From paper brackets to innovative designs on the web, bracket design has evolved because innovators make daring design decisions, technology improves, and more data becomes accessible. Each iteration is a step forward towards creating a better bracket experience as the research, prediction, and evaluation phases become interwoven. The NCAA March Madness Bracket Challenge shows us how we can access matchup data between teams. Sean McDade’s radial design took it further to directly embed data within the bracket. Micah McCurdy combined odds of success with potential matchup advancement to depict the path for each victor.
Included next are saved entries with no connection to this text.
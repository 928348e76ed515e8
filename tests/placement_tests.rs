mod common;

use battleship_engine::{
    random_fleet, validate, violations, FleetRules, Orientation, PlacementError, ShipKind,
};
use common::{at, ship, standard_fleet};
use rand::rngs::SmallRng;
use rand::SeedableRng;

#[test]
fn standard_fleet_is_valid() {
    let rules = FleetRules::standard();
    assert_eq!(validate(&rules, &standard_fleet()), Ok(()));
    assert!(violations(&rules, &standard_fleet()).is_empty());
}

#[test]
fn missing_ship_is_a_composition_error() {
    let rules = FleetRules::standard();
    let mut fleet = standard_fleet();
    fleet.pop();
    let expected = PlacementError::InvalidFleetComposition {
        kind: ShipKind::Destroyer,
        expected: 2,
        found: 1,
    };
    assert_eq!(validate(&rules, &fleet), Err(expected.clone()));
    assert_eq!(violations(&rules, &fleet), vec![expected]);
}

#[test]
fn kind_outside_the_ruleset_is_a_composition_error() {
    let rules = FleetRules::standard();
    let mut fleet = standard_fleet();
    fleet.push(ship(ShipKind::Submarine, 9, 0, Orientation::Vertical));
    assert_eq!(
        validate(&rules, &fleet),
        Err(PlacementError::InvalidFleetComposition {
            kind: ShipKind::Submarine,
            expected: 0,
            found: 1,
        })
    );
}

#[test]
fn one_cell_past_the_edge_is_out_of_bounds() {
    let rules = FleetRules::standard();
    let mut fleet = standard_fleet();
    fleet[0] = ship(ShipKind::Battleship, 7, 0, Orientation::Horizontal);
    let expected = PlacementError::OutOfBounds {
        kind: ShipKind::Battleship,
        cell: at(10, 0),
    };
    assert_eq!(validate(&rules, &fleet), Err(expected.clone()));
    assert_eq!(violations(&rules, &fleet), vec![expected]);
}

#[test]
fn negative_anchor_is_out_of_bounds() {
    let rules = FleetRules::standard();
    let mut fleet = standard_fleet();
    fleet[2] = ship(ShipKind::Destroyer, 5, -1, Orientation::Vertical);
    assert_eq!(
        validate(&rules, &fleet),
        Err(PlacementError::OutOfBounds {
            kind: ShipKind::Destroyer,
            cell: at(5, -1),
        })
    );
}

#[test]
fn anchors_at_the_edge_of_i32_are_out_of_bounds() {
    let rules = FleetRules::standard();
    let extremes = [
        (i32::MAX, 0, Orientation::Horizontal),
        (0, i32::MAX, Orientation::Vertical),
        (i32::MIN, 0, Orientation::Horizontal),
        (0, i32::MIN, Orientation::Vertical),
        (i32::MAX, i32::MAX, Orientation::Vertical),
    ];
    for (x, y, orientation) in extremes {
        let mut fleet = standard_fleet();
        fleet[0] = ship(ShipKind::Battleship, x, y, orientation);
        assert_eq!(
            validate(&rules, &fleet),
            Err(PlacementError::OutOfBounds {
                kind: ShipKind::Battleship,
                cell: at(x, y),
            })
        );
        let found = violations(&rules, &fleet);
        assert!(!found.is_empty());
        assert!(found
            .iter()
            .all(|v| matches!(v, PlacementError::OutOfBounds { kind: ShipKind::Battleship, .. })));
    }
}

#[test]
fn crossing_ships_overlap() {
    let rules = FleetRules::standard();
    let mut fleet = standard_fleet();
    fleet[2] = ship(ShipKind::Destroyer, 1, 0, Orientation::Vertical);
    let found = violations(&rules, &fleet);
    assert_eq!(validate(&rules, &fleet), Err(PlacementError::Overlap { cell: at(1, 0) }));
    assert_eq!(found.len(), 2, "{found:?}");
    assert!(found
        .iter()
        .all(|e| matches!(e, PlacementError::Overlap { .. })));
}

#[test]
fn touching_ships_are_allowed() {
    let rules = FleetRules::standard();
    let fleet = vec![
        ship(ShipKind::Battleship, 0, 0, Orientation::Horizontal),
        ship(ShipKind::Destroyer, 0, 1, Orientation::Horizontal),
        ship(ShipKind::Destroyer, 4, 0, Orientation::Vertical),
    ];
    assert_eq!(validate(&rules, &fleet), Ok(()));
}

#[test]
fn composition_is_reported_before_overlap() {
    let rules = FleetRules::standard();
    let fleet = vec![
        ship(ShipKind::Battleship, 0, 0, Orientation::Horizontal),
        ship(ShipKind::Destroyer, 0, 0, Orientation::Vertical),
    ];
    assert!(matches!(
        validate(&rules, &fleet),
        Err(PlacementError::InvalidFleetComposition { .. })
    ));
    let all = violations(&rules, &fleet);
    assert!(matches!(all.first(), Some(PlacementError::InvalidFleetComposition { .. })));
    assert!(matches!(all.last(), Some(PlacementError::Overlap { .. })));
}

#[test]
fn random_fleets_validate_for_every_ruleset() {
    let mut rng = SmallRng::seed_from_u64(42);
    for rules in [FleetRules::standard(), FleetRules::classic()] {
        for _ in 0..20 {
            let fleet = random_fleet(&rules, &mut rng).unwrap();
            assert_eq!(fleet.len(), rules.fleet_size());
            assert_eq!(validate(&rules, &fleet), Ok(()));
        }
    }
}

#[test]
fn random_fleet_gives_up_on_impossible_rules() {
    let mut rules = FleetRules::standard();
    rules.grid_size = 3;
    let mut rng = SmallRng::seed_from_u64(7);
    assert_eq!(
        random_fleet(&rules, &mut rng),
        Err(PlacementError::UnableToPlace {
            kind: ShipKind::Battleship
        })
    );
}

#[test]
fn random_fleet_rejects_lengths_no_grid_can_hold() {
    let mut rules = FleetRules::standard();
    rules.kinds[0].length = usize::MAX;
    let mut rng = SmallRng::seed_from_u64(7);
    assert_eq!(
        random_fleet(&rules, &mut rng),
        Err(PlacementError::UnableToPlace {
            kind: rules.kinds[0].kind
        })
    );
}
And finally, Chris DeMartini shows how we can use bracket design as an artifact to trace how the winning team won. Each of these iterations explored a different segment in the bracket experience.

I believe future versions of bracket design will strive to combine the different segments into a single integrated view. The future bracket selection experience will integrate critical information into the same context where picks are made to improve the decision making process. Brackets will be redesigned to fit mobile layouts and possibly even take advantage of the interactivity available in the infinite landscape of the metaverse. More interaction points will be exposed to glean insights from all phases before, during, and after a tournament. And at the end, the bracket will transform from a research and prediction tool to a reflective story on what transpired. 

What if we could apply the same principles in bracket design to parts of our lives? Brackets are organized vehicles to represent documented decisions between discrete choices. Outside of the world of sports and tournaments, we could use more data products that explicitly require us to document decisions and prepare us to reflect on choices made. Decisions like determining what house to buy, what major to study in, and even what to eat are all unorganized choices we constantly make despite lack of research and evidence. If we can make the other decisions in our life as organized as a bracket and integrate it with external data points, better prediction capabilities, and retrospective tools we will be able to make better picks in our own lives!

Advaith is a data visualization engineer motivated to create next-gen data experiences. He lives at the intersection of data, creativity, and programming.